Ella se dejó llevar.

4

Cinco miró por la ventana. Había dejado de llover y podía ver claramente la cima del monte Washington, donde se había construido una casa de color rojo y naranja en la ladera de la colina. No sabía quién había construido la casa posmoderna ni quién vivía en ella, pero le encantaba. Le encantaba porque era evidente que no encajaba con las casas de los alrededores. Todas eran casas familiares dignas y bien construidas que indicaban estabilidad, cierto grado de prosperidad y buenas raíces. La casa roja y naranja no. Gritaba de capricho e individualismo. Cinco a menudo pensaba que él era esa casa.

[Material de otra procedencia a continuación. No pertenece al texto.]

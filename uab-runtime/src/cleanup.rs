//! Signal-safe cleanup state, mirroring the original's global `createFlag`,
//! `mountFlag` and `mountPoint`. These have to be process-global and
//! allocator-free to be touched from a signal handler (§9 "Global mutable
//! state for signal-safe cleanup").

use std::ffi::CString;
use std::os::raw::c_int;
use std::sync::atomic::{AtomicBool, Ordering};
use std::sync::OnceLock;

use linglong_common::{Error, Result};

static CREATE_FLAG: AtomicBool = AtomicBool::new(false);
static MOUNT_FLAG: AtomicBool = AtomicBool::new(false);
/// Raw byte storage for the mount point path; written once, before any
/// signal handler is installed, so no runtime synchronization is needed to
/// read it from the handler.
static MOUNT_POINT: OnceLock<CString> = OnceLock::new();

const TRAPPED_SIGNALS: [c_int; 6] =
    [libc::SIGTERM, libc::SIGINT, libc::SIGQUIT, libc::SIGHUP, libc::SIGABRT, libc::SIGSEGV];

/// Records the mount point this process will clean up on exit. Must be
/// called exactly once, before [`install_signal_handlers`].
pub fn set_mount_point(path: &std::path::Path) {
    let c = CString::new(path.as_os_str().as_encoded_bytes()).expect("mount point has no NUL bytes");
    MOUNT_POINT.set(c).expect("set_mount_point called twice");
}

/// Transitions `createFlag` from false to true; returns `Err` if it was
/// already set (programming error per §4.1.9 — "double-entry is a
/// programming error and causes terminal log").
pub fn mark_created() -> Result<()> {
    CREATE_FLAG
        .compare_exchange(false, true, Ordering::SeqCst, Ordering::SeqCst)
        .map(|_| ())
        .map_err(|_| Error::contract("createFlag already set"))
}

/// Transitions `mountFlag` from false to true; see [`mark_created`].
pub fn mark_mounted() -> Result<()> {
    MOUNT_FLAG
        .compare_exchange(false, true, Ordering::SeqCst, Ordering::SeqCst)
        .map(|_| ())
        .map_err(|_| Error::contract("mountFlag already set"))
}

/// Installs the shared handler for `SIGTERM, SIGINT, SIGQUIT, SIGHUP,
/// SIGABRT, SIGSEGV` (§4.1.9). Each invokes [`clean_and_exit`] with the
/// signal number as its exit code.
pub fn install_signal_handlers() {
    for &sig in &TRAPPED_SIGNALS {
        unsafe {
            let mut action: libc::sigaction = std::mem::zeroed();
            action.sa_sigaction = handle_signal as usize;
            libc::sigemptyset(&mut action.sa_mask);
            action.sa_flags = 0;
            libc::sigaction(sig, &action, std::ptr::null_mut());
        }
    }
}

extern "C" fn handle_signal(sig: c_int) {
    // No allocation, no locale-dependent calls, no locking: only atomics,
    // raw syscalls and a pointer we already own.
    clean_resource();
    unsafe { libc::_exit(128 + sig) };
}

/// Runs the unmount+rmdir sequence once, without exiting. Used both by the
/// signal handler and by normal error paths that call [`clean_and_exit`].
fn clean_resource() {
    if MOUNT_FLAG.swap(false, Ordering::SeqCst) {
        if let Some(mount_point) = MOUNT_POINT.get() {
            unsafe {
                let pid = libc::fork();
                if pid == 0 {
                    let umount = CString::new("umount").unwrap();
                    let dash_l = CString::new("-l").unwrap();
                    let argv = [umount.as_ptr(), dash_l.as_ptr(), mount_point.as_ptr(), std::ptr::null()];
                    libc::execvp(umount.as_ptr(), argv.as_ptr());
                    libc::_exit(127);
                } else if pid > 0 {
                    let mut status = 0;
                    libc::waitpid(pid, &mut status, 0);
                }
            }
        }
    }

    if CREATE_FLAG.swap(false, Ordering::SeqCst) {
        if let Some(mount_point) = MOUNT_POINT.get() {
            unsafe {
                libc::rmdir(mount_point.as_ptr());
            }
        }
    }
}

/// `[[noreturn]]` equivalent of the original's `cleanAndExit`: unmounts (if
/// `mountFlag`), removes the mount-point directory (if `createFlag`), then
/// `_exit`s without running destructors — §4.1.9. `code` is the process exit
/// status to use as-is (a loader's `WEXITSTATUS`, `-1` on fork/exec failure,
/// `0` on success); the `128+signum` convention only applies to signals,
/// handled separately in [`handle_signal`].
pub fn clean_and_exit(code: i32) -> ! {
    clean_resource();
    unsafe { libc::_exit(code) };
}

#[cfg(test)]
mod tests {
    use super::*;

    #[test]
    fn create_flag_transitions_once() {
        CREATE_FLAG.store(false, Ordering::SeqCst);
        assert!(mark_created().is_ok());
        assert!(mark_created().is_err());
        CREATE_FLAG.store(false, Ordering::SeqCst);
    }

    #[test]
    fn mount_flag_transitions_once() {
        MOUNT_FLAG.store(false, Ordering::SeqCst);
        assert!(mark_mounted().is_ok());
        assert!(mark_mounted().is_err());
        MOUNT_FLAG.store(false, Ordering::SeqCst);
    }
}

Suspiró y miró alrededor de la mesa a los tres victorianos, estables y serios, que le devolvían la mirada, sin pestañear, esperando a seguir su ejemplo.

—¿A quién estamos esperando? —preguntó.

—A John Porter. Está informando a Volmer. Enseguida sube.

Cinco frunció el ceño, el más mínimo descenso de su boca, para asegurarse de que los hombres reunidos supieran que no estaba contento por tener que esperar. La verdad era que a Cinco no le importaba el tiempo de espera. Se pasaba los días (todos los días) yendo a reuniones en el bufete de abogados que había construido su tatarabuelo. Se mezclaban, una con otra, en una reunión interminable.